All of my "memories" popping up from this time last year reflect our first few days of Shelter in Place in Illinois. Schools were closed and remote learning was mostly independent work (which was a disaster). I made a schedule for my kids and tried to keep them entertained through the volume of free content made available by different companies and individuals as they tried to help parents that were adjusting. There were YouTube art classes, virtual museum tours, and sing-a-longs. Our energy to engage in these activities waned quickly as the weeks of isolation dragged on.
I remember when we thought that school would be back to "normal" in the Fall. However, our district opted to be 100% remote. We've had to try to find a schedule that works for the parents during the day, taking shifts in monitoring the three-year-old and keeping an eye on the older two while they attended class via Zoom. Both of us parents have adapted to catching up on hours of work in the morning (me) and at night (my husband) to make up for constant interruptions during the day (though admittedly, I now enjoy my morning time alone and probably won't go back).
We have followed every recommendation of the CDC, to the letter, which means limited interaction with other humans. Any gatherings have been with only one or two other people, and outside. Our only travel was via one road trip to Galena, Illinois, staying at an Airbnb for an attempt at a summer vacation. We haven't seen any family except via Zoom.
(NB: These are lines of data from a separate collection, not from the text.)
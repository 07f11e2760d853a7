//? mpirun -n {{NPROCESSES}}
use mpi::{
    topology::SimpleCommunicator,
    traits::{Communicator, CommunicatorCollectives, Destination, Equivalence, Source},
};
use rand::prelude::{Rng, SeedableRng, StdRng};
use shardsort::samplesort;

/// Check that the distributed array is globally sorted: each rank's portion is
/// locally sorted and does not overlap the next rank's portion.
fn test_sorted<T: Equivalence + Ord + Default + Copy>(
    sorted_arr: &[T],
    comm: &SimpleCommunicator,
    label: &str,
) {
    let rank = comm.rank();
    let size = comm.size();

    let min = *sorted_arr.iter().min().unwrap();
    let max = *sorted_arr.iter().max().unwrap();

    // Send min to the previous rank, which compares it against its max.
    if rank > 0 {
        comm.process_at_rank(rank - 1).send(&min);
    }

    if rank < size - 1 {
        let mut partner_min = T::default();
        comm.process_at_rank(rank + 1).receive_into(&mut partner_min);
        assert!(max <= partner_min);
    }

    for i in 0..(sorted_arr.len() - 1) {
        assert!(sorted_arr[i] <= sorted_arr[i + 1]);
    }

    if rank == 0 {
        println!("...test_{} passed", label)
    }
}

/// Check that the global element count is unchanged by the sort.
fn test_count(expected: u64, found: u64, comm: &SimpleCommunicator, label: &str) {
    let size = comm.size() as usize;
    let mut counts = vec![0u64; size];
    comm.all_gather_into(&found, &mut counts[..]);

    let mut expected_counts = vec![0u64; size];
    comm.all_gather_into(&expected, &mut expected_counts[..]);

    assert_eq!(
        counts.iter().sum::<u64>(),
        expected_counts.iter().sum::<u64>()
    );

    if comm.rank() == 0 {
        println!("...test_{} passed", label)
    }
}

fn main() {
    let universe = mpi::initialize().unwrap();
    let comm = universe.world();
    let rank = comm.rank();

    // Uneven shard sizes, seeded per rank, with duplicates.
    let mut rng = StdRng::seed_from_u64(rank as u64);
    let n = 1000 + 100 * (rank as usize);
    let mut arr: Vec<i32> = (0..n).map(|_| rng.gen_range(0..=10000)).collect();

    samplesort(&mut arr, &comm).unwrap();

    // Shape preservation: the shard length is part of the contract.
    assert_eq!(arr.len(), n);

    test_sorted(&arr, &comm, "samplesort_global_order");
    test_count(n as u64, arr.len() as u64, &comm, "samplesort_count");
}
I have worried about our mental health. Articles have been written about how parents and children alike are facing serious strains on their mental health. Usually, these articles will end with some "practical tips" like "take 5 minutes per day for yourself!" or "try to find some time alone!" Makes me wonder if those articles are even written by parents who have young children. Because when you are in a crisis, it is often hard to find the mental energy to deal with such a crisis.
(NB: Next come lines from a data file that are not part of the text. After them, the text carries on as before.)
//! The phases of the distributed sample sort.
pub mod buckets;
pub mod redistribute;
pub mod samplesort;
pub mod splitters;

pub use samplesort::{samplesort, samplesort_by};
And yet... I am beginning to see the light at the end of the tunnel.
When we'd reached a breaking point with remote learning, my fully vaccinated mom came to stay with us for two-and-a-half weeks. This was followed by my fully-vaccinated dad arriving for a three-week stay (still here). Having another adult in the house has been a monumental shift, because the extra set of hands can be the childcare provider and elementary school "assistant" during the day.
Then my older kids started hybrid learning on March 9th. Four days per week, 2.5 hours per day. On April 12th, they'll return to school five days per week from 9:00 am to 3:00 pm - nearly identical to a pre-pandemic school day. My three-year-old has been enrolled at a Montessori school for half-days, starting April 5th.
And my husband and I are vaccinated. He is fully vaccinated, and I have received my first dose. It took all of my willpower not to sob while I received my shot. I'm beginning to imagine gathering with other fully vaccinated people. The constant stress and worry have decreased immensely.
We're not completely there yet, but as quickly as life changed in March of 2020, it feels like we are rapidly making progress. I don't know what "normal" will look like and still think we won't see that for a long time, but the things that will make me happy - having my kids back in school and seeing other people — are within reach.